In the last few days, I’ve been thinking about it, and although sometimes it seems as though a lot of time has passed since then, other times it feels like it was just yesterday when I was crying and screaming about it, and calling my close friends and family to let them know one by one.
When my brother was about to turn 18 and I was 11, he made his first suicide attempt by taking a large amount of pills; he thought he would go to sleep and never wake up. He survived, and the next morning, he confessed to our parents what he had done, and they immediately took him to see a psychologist and psychiatrist. He was diagnosed with clinical depression, obsessive-compulsive disorder, and a form of anxiety disorder. During those years, he stabilized, and he admitted to me that he was actually scared that night when he attempted it, and said he didn’t want to die.
I don’t think he felt that way that afternoon at the Golden Gate Bridge. I think this time around, he really wanted his life to end. He had come to terms with it and decided that this was it; this is my end. Goodbye, World.

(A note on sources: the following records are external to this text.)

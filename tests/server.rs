// Copyright 2025 jonefeewang@gmail.com
//
// Licensed under the Apache License, Version 2.0 (the "License");
// you may not use this file except in compliance with the License.
// You may obtain a copy of the License at
//
//     http://www.apache.org/licenses/LICENSE-2.0
//
// Unless required by applicable law or agreed to in writing, software
// distributed under the License is distributed on an "AS IS" BASIS,
// WITHOUT WARRANTIES OR CONDITIONS OF ANY KIND, either express or implied.
// See the License for the specific language governing permissions and
// limitations under the License.

use std::net::SocketAddr;
use std::sync::Arc;
use std::time::Duration;

use tokio::io::{AsyncReadExt, AsyncWriteExt};
use tokio::net::{TcpListener, TcpStream};
use tokio::sync::oneshot;
use tokio::task::JoinHandle;
use tokio::time::timeout;
use wirehub::service::{upgrade_echo_registry, UpgradeEchoHandler};
use wirehub::{serve, AppResult, ConnectionContext, InMemoryMetrics, ServerConfig};

const UPGRADE: &str = "GET /echo HTTP/1.1\r\n\
                       Host: localhost\r\n\
                       Upgrade: websocket\r\n\
                       Connection: Upgrade\r\n\
                       Sec-WebSocket-Key: dGhlIHNhbXBsZSBub25jZQ==\r\n\
                       Sec-WebSocket-Version: 13\r\n\
                       \r\n";

struct TestServer {
    address: SocketAddr,
    metrics: Arc<InMemoryMetrics>,
    stop: oneshot::Sender<()>,
    handle: JoinHandle<AppResult<()>>,
}

async fn start_server(idle_timeout: u64) -> TestServer {
    let listener = TcpListener::bind("127.0.0.1:0").await.unwrap();
    let address = listener.local_addr().unwrap();

    let mut config = ServerConfig::default();
    config.connection.idle_timeout = idle_timeout;
    config.connection.shutdown_timeout = 2;
    config.task.num_workers = 2;

    let metrics = Arc::new(InMemoryMetrics::default());
    let (stop, stopped) = oneshot::channel::<()>();
    let handle = tokio::spawn(serve(
        listener,
        config,
        upgrade_echo_registry().unwrap(),
        |_ctx: &ConnectionContext| UpgradeEchoHandler::default(),
        metrics.clone(),
        async {
            let _ = stopped.await;
        },
    ));
    TestServer {
        address,
        metrics,
        stop,
        handle,
    }
}

/// Client-to-server frames must be masked.
fn masked_frame(first_byte: u8, payload: &[u8]) -> Vec<u8> {
    let mask = [0x37u8, 0xfa, 0x21, 0x3d];
    assert!(payload.len() <= 125);
    let mut frame = vec![first_byte, 0x80 | payload.len() as u8];
    frame.extend_from_slice(&mask);
    frame.extend(payload.iter().enumerate().map(|(i, b)| b ^ mask[i % 4]));
    frame
}

async fn upgraded_client(address: SocketAddr) -> TcpStream {
    let mut client = TcpStream::connect(address).await.unwrap();
    client.write_all(UPGRADE.as_bytes()).await.unwrap();

    let mut response = Vec::new();
    while !response.ends_with(b"\r\n\r\n") {
        let mut byte = [0u8; 1];
        timeout(Duration::from_secs(5), client.read_exact(&mut byte))
            .await
            .expect("handshake timed out")
            .unwrap();
        response.push(byte[0]);
    }
    let response = String::from_utf8(response).unwrap();
    assert!(response.starts_with("HTTP/1.1 101 Switching Protocols\r\n"));
    assert!(response.contains("Sec-WebSocket-Accept: s3pPLMBiTxaQ9kYGzzhZRbK+xOo=\r\n"));
    client
}

async fn stop_server(server: TestServer) {
    server.stop.send(()).unwrap();
    timeout(Duration::from_secs(10), server.handle)
        .await
        .expect("server did not shut down")
        .unwrap()
        .unwrap();
}

#[tokio::test(flavor = "multi_thread", worker_threads = 2)]
async fn upgrade_echo_and_close() {
    let server = start_server(60).await;
    let mut client = upgraded_client(server.address).await;

    client.write_all(&masked_frame(0x81, b"hello")).await.unwrap();
    let mut echoed = [0u8; 7];
    timeout(Duration::from_secs(5), client.read_exact(&mut echoed))
        .await
        .unwrap()
        .unwrap();
    assert_eq!(&echoed, b"\x81\x05hello");

    // close is answered with close, then the socket is shut
    client.write_all(&masked_frame(0x88, b"")).await.unwrap();
    let mut rest = Vec::new();
    timeout(Duration::from_secs(5), client.read_to_end(&mut rest))
        .await
        .unwrap()
        .unwrap();
    assert_eq!(rest, vec![0x88, 0x00]);

    stop_server(server).await;
}

#[tokio::test(flavor = "multi_thread", worker_threads = 2)]
async fn idle_connection_is_reaped() {
    let server = start_server(1).await;
    let mut client = upgraded_client(server.address).await;

    // say nothing; the watchdog closes the connection with a close frame
    let mut rest = Vec::new();
    timeout(Duration::from_secs(5), client.read_to_end(&mut rest))
        .await
        .expect("idle connection was not reaped")
        .unwrap();
    assert_eq!(rest, vec![0x88, 0x00]);

    let snapshot = server.metrics.snapshot();
    assert_eq!(snapshot.connections_registered, 1);
    assert_eq!(snapshot.connections_timed_out, 1);

    stop_server(server).await;
}

#[tokio::test(flavor = "multi_thread", worker_threads = 2)]
async fn shutdown_signal_closes_open_connections() {
    let server = start_server(60).await;
    let mut client = upgraded_client(server.address).await;

    server.stop.send(()).unwrap();
    let mut rest = Vec::new();
    timeout(Duration::from_secs(5), client.read_to_end(&mut rest))
        .await
        .unwrap()
        .unwrap();
    assert_eq!(rest, vec![0x88, 0x00]);

    timeout(Duration::from_secs(10), server.handle)
        .await
        .unwrap()
        .unwrap()
        .unwrap();
}

#[tokio::test(flavor = "multi_thread", worker_threads = 2)]
async fn request_without_key_gets_400() {
    let server = start_server(60).await;
    let mut client = TcpStream::connect(server.address).await.unwrap();
    client
        .write_all(b"GET / HTTP/1.1\r\nHost: localhost\r\n\r\n")
        .await
        .unwrap();

    let mut rest = Vec::new();
    timeout(Duration::from_secs(5), client.read_to_end(&mut rest))
        .await
        .unwrap()
        .unwrap();
    assert!(String::from_utf8(rest)
        .unwrap()
        .starts_with("HTTP/1.1 400 Bad Request\r\n"));

    stop_server(server).await;
}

As awful as going through all this is, and though I wish he were still here with me today, I am grateful that I have been lucky enough to have had 16 more years with my sweet, loving, selfless brother than I could’ve had if life had worked out differently, if he had succeeded in ending his life that summer of 1997. In those 16 years, my relationship with my brother matured and deepened to the point where we were no longer fighting about petty, childish things, and instead treating each other with the love and respect that mature adult siblings should. I’m blessed to have had him for over a decade and a half the way I did. Some siblings never experience that type of love with one another their entire lives. And that’s their loss.